Collected data:

★ ★ ★

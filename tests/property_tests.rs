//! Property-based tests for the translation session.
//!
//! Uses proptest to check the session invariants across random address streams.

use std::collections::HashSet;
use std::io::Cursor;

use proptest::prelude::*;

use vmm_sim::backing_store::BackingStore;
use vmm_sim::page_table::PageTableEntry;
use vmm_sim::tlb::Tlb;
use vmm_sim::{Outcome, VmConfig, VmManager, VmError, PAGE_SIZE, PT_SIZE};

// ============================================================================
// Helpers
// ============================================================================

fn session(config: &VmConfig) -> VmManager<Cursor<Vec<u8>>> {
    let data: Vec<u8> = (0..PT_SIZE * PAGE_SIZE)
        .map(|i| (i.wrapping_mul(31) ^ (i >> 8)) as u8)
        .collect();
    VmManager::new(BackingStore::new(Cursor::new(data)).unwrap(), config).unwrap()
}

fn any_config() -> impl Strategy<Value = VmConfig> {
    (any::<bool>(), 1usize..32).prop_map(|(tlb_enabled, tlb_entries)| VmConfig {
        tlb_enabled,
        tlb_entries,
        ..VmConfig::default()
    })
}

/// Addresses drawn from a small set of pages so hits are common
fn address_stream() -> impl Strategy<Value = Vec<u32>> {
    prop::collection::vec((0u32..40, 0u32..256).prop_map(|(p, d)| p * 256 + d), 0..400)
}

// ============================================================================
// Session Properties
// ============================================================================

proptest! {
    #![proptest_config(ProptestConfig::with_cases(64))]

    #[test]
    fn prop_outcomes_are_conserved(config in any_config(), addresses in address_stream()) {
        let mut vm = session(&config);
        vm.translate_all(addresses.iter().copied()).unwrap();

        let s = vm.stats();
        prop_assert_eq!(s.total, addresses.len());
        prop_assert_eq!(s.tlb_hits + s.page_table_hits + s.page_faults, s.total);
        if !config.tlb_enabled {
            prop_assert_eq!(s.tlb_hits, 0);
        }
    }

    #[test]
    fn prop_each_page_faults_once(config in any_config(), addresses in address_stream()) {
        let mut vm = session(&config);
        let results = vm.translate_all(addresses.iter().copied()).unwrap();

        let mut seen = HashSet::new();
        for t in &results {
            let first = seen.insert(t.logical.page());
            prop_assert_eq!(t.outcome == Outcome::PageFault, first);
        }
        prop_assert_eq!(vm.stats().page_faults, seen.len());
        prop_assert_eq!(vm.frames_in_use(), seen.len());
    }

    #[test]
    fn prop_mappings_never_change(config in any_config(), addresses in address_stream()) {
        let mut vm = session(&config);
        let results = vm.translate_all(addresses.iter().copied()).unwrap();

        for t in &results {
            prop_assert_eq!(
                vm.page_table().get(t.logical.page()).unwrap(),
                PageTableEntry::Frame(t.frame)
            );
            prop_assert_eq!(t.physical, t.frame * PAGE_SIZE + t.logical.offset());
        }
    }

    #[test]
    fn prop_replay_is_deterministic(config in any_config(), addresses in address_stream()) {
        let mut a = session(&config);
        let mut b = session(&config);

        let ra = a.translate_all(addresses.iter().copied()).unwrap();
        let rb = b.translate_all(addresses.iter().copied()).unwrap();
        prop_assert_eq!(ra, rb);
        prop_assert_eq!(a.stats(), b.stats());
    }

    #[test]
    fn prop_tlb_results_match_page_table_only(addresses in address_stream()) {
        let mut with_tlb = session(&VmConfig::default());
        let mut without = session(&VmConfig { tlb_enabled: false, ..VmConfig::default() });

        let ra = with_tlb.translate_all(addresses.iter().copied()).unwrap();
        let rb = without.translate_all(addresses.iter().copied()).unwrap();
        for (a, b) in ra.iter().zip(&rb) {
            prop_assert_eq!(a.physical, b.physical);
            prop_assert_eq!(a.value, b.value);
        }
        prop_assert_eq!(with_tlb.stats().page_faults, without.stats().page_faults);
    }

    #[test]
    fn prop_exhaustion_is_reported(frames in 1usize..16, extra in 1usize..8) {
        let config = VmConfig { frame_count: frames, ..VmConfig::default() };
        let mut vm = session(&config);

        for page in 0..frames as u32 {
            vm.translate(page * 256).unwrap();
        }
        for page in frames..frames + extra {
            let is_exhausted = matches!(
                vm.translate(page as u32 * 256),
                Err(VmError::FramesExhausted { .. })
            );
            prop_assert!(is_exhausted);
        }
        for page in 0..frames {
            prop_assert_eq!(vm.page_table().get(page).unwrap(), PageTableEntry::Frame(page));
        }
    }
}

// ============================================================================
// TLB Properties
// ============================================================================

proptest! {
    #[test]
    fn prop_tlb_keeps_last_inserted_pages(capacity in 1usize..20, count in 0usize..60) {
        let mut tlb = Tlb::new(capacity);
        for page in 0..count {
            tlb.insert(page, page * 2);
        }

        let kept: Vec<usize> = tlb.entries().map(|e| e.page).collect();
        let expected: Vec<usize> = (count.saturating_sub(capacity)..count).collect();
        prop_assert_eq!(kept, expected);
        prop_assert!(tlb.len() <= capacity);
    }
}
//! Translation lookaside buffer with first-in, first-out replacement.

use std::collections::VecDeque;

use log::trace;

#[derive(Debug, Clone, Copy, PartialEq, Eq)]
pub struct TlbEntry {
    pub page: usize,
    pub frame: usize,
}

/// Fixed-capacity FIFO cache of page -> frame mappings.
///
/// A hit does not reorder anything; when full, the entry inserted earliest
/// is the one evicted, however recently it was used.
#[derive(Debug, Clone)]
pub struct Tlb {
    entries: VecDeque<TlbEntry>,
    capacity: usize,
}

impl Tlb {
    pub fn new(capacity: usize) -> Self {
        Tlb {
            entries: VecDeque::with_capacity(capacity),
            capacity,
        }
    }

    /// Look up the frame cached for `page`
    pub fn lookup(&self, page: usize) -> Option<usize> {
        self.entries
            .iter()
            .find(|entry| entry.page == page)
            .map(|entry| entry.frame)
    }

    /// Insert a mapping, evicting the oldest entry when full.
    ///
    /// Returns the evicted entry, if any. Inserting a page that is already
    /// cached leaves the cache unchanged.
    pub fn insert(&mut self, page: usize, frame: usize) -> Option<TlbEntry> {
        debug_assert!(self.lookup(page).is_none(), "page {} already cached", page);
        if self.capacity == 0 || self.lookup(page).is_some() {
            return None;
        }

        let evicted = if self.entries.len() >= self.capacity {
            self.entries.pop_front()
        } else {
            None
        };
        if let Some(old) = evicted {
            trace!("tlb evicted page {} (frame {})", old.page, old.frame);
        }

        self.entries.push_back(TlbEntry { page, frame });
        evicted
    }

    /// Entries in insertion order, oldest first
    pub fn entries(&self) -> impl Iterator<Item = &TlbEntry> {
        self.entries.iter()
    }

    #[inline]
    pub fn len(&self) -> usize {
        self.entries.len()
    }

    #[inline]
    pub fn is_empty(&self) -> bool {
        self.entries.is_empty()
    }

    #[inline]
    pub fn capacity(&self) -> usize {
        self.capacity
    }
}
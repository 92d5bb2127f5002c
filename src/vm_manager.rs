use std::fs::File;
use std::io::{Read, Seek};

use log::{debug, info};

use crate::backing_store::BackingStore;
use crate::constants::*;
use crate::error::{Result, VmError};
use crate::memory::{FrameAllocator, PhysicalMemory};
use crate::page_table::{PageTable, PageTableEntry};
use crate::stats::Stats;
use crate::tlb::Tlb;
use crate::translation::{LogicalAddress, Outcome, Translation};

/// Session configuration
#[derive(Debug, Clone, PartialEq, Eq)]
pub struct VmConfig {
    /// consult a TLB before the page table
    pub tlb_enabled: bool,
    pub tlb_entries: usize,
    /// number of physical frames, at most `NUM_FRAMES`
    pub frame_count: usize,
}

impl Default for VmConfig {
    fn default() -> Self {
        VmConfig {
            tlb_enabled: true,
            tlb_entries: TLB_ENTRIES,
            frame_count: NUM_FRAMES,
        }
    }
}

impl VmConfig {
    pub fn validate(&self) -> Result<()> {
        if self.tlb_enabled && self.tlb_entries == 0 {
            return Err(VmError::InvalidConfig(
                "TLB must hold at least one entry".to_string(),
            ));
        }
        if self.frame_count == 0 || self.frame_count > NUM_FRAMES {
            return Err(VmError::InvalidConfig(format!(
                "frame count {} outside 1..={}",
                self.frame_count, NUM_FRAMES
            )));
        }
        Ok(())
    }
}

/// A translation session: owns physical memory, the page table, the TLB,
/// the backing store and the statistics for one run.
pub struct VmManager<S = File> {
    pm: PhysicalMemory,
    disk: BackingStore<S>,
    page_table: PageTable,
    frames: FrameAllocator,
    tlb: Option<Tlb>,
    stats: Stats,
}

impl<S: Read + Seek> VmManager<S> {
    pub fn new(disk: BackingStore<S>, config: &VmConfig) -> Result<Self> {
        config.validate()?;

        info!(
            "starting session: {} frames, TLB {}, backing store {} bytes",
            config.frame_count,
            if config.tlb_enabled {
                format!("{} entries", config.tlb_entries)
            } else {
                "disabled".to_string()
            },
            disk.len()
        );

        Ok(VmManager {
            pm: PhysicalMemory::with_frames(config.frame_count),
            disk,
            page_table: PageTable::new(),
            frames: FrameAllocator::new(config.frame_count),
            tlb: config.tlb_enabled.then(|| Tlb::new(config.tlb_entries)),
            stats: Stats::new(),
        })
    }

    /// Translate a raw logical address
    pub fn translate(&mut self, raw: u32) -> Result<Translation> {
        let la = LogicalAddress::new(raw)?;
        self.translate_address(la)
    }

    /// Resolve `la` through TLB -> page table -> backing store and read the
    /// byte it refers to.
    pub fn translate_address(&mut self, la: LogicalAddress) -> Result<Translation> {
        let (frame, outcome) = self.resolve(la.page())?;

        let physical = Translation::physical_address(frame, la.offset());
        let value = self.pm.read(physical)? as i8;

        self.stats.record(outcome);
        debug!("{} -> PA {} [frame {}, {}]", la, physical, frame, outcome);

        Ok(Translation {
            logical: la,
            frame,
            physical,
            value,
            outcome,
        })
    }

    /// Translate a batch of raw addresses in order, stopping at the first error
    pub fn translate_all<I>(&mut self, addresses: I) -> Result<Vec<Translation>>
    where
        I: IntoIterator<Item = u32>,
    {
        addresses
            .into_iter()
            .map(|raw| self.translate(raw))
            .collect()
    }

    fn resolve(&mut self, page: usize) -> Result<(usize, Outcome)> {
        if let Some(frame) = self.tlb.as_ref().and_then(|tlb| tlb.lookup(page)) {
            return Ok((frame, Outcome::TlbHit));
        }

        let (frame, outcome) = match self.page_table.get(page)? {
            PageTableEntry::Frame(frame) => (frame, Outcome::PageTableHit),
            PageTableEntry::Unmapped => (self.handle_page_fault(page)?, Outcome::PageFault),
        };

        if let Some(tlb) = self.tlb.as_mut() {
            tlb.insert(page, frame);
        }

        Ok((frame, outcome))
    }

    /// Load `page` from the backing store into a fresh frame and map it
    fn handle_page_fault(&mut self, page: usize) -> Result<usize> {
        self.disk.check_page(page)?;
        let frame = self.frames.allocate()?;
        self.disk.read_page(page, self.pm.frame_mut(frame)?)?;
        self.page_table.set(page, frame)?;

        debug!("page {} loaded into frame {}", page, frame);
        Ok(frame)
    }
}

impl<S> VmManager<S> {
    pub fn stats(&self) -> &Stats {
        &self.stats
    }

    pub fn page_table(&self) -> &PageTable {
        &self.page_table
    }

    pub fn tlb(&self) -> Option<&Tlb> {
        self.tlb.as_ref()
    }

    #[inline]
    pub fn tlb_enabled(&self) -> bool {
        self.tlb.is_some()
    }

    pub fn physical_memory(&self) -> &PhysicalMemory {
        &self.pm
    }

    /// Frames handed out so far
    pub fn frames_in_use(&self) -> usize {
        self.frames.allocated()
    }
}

★ ★ ★

- **What to produce**
Repeat each line of the data above, exactly as it appears, from the first through the line that contains "use proptest::prelude::*;".

- **Final answer**
filename tests/property_tests.rs
//! Property-based tests for the translation session.
//!
//! Uses proptest to check the session invariants across random address streams.

use std::collections::HashSet;
use std::io::Cursor;

use proptest::prelude::*;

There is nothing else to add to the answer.